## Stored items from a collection
□ □ □ □

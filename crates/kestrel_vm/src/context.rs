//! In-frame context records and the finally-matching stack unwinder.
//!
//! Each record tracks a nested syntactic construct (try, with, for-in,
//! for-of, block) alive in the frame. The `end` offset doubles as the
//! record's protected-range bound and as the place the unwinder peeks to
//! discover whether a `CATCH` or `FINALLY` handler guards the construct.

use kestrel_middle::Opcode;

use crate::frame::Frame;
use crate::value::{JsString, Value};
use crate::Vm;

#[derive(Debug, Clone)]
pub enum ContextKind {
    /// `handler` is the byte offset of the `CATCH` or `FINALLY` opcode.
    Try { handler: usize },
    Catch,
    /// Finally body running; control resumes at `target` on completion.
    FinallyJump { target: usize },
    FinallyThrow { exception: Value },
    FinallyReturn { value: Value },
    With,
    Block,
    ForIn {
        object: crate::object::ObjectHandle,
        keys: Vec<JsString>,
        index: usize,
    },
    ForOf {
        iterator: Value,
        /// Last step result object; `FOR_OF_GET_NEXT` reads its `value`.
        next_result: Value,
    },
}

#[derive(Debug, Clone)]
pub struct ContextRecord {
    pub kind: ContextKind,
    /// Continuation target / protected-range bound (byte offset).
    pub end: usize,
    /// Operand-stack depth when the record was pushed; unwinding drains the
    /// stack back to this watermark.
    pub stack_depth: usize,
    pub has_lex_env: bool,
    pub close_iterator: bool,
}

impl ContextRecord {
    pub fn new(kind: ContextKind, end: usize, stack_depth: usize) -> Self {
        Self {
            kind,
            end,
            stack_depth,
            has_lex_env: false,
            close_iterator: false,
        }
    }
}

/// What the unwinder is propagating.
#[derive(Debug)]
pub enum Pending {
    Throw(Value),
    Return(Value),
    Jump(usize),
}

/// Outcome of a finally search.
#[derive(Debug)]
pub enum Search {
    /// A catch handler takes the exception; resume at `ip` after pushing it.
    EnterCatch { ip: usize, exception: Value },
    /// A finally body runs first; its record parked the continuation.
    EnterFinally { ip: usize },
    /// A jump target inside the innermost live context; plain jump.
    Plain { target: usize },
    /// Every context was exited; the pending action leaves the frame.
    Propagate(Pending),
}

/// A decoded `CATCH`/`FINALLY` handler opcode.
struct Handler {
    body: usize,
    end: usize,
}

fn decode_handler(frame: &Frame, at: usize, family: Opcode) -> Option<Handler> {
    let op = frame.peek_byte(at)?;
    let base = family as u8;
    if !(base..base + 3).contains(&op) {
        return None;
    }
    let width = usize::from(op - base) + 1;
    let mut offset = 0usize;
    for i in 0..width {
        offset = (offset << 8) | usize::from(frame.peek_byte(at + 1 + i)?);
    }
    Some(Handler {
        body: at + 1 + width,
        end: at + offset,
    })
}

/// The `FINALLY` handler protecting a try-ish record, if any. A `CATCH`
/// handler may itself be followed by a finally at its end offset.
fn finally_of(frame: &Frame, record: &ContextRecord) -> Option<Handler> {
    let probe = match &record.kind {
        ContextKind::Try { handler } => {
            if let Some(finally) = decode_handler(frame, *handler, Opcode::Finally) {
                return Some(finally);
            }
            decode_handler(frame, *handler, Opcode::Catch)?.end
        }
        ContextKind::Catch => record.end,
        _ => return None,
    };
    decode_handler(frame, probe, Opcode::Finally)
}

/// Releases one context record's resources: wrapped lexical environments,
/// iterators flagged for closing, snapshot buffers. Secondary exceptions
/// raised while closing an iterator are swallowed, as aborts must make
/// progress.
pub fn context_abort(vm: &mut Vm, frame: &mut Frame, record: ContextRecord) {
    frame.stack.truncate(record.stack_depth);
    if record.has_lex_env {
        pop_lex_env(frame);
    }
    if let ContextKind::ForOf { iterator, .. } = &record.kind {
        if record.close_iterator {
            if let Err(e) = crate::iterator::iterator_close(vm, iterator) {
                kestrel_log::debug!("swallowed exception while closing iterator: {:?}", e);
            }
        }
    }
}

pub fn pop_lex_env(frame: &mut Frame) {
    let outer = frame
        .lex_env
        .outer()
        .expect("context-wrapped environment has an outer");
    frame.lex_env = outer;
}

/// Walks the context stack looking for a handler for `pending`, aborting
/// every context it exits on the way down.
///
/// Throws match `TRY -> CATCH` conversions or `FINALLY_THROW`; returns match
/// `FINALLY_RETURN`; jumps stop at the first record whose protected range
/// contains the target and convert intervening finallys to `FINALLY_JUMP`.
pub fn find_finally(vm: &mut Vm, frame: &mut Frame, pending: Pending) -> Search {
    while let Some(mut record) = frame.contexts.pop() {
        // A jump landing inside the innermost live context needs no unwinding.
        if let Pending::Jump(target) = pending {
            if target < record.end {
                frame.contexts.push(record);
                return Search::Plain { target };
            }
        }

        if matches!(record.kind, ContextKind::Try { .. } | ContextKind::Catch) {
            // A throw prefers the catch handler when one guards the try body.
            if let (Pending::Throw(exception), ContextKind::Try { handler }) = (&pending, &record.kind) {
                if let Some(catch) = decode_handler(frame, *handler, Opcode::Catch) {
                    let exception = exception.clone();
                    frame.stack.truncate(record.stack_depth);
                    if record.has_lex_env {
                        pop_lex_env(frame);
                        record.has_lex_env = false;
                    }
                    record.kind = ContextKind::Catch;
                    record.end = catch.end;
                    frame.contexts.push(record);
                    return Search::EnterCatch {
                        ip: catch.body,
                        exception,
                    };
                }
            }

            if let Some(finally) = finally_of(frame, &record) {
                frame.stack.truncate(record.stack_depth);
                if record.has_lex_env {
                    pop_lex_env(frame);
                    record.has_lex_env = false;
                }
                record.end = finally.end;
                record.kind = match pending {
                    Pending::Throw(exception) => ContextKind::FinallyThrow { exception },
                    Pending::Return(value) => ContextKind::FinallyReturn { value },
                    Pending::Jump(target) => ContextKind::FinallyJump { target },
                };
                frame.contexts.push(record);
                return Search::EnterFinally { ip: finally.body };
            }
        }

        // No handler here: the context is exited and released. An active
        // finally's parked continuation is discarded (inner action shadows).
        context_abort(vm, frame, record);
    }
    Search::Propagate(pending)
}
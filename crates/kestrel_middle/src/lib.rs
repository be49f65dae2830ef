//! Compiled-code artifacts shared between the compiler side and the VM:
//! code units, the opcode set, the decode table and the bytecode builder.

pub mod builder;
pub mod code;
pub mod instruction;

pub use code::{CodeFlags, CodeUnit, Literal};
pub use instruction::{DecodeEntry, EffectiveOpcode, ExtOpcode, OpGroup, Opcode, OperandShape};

□ □ □ □

## Task directions
Figure out how many lines in the entries above contain "unwinder". Write only that number.

## Response box
3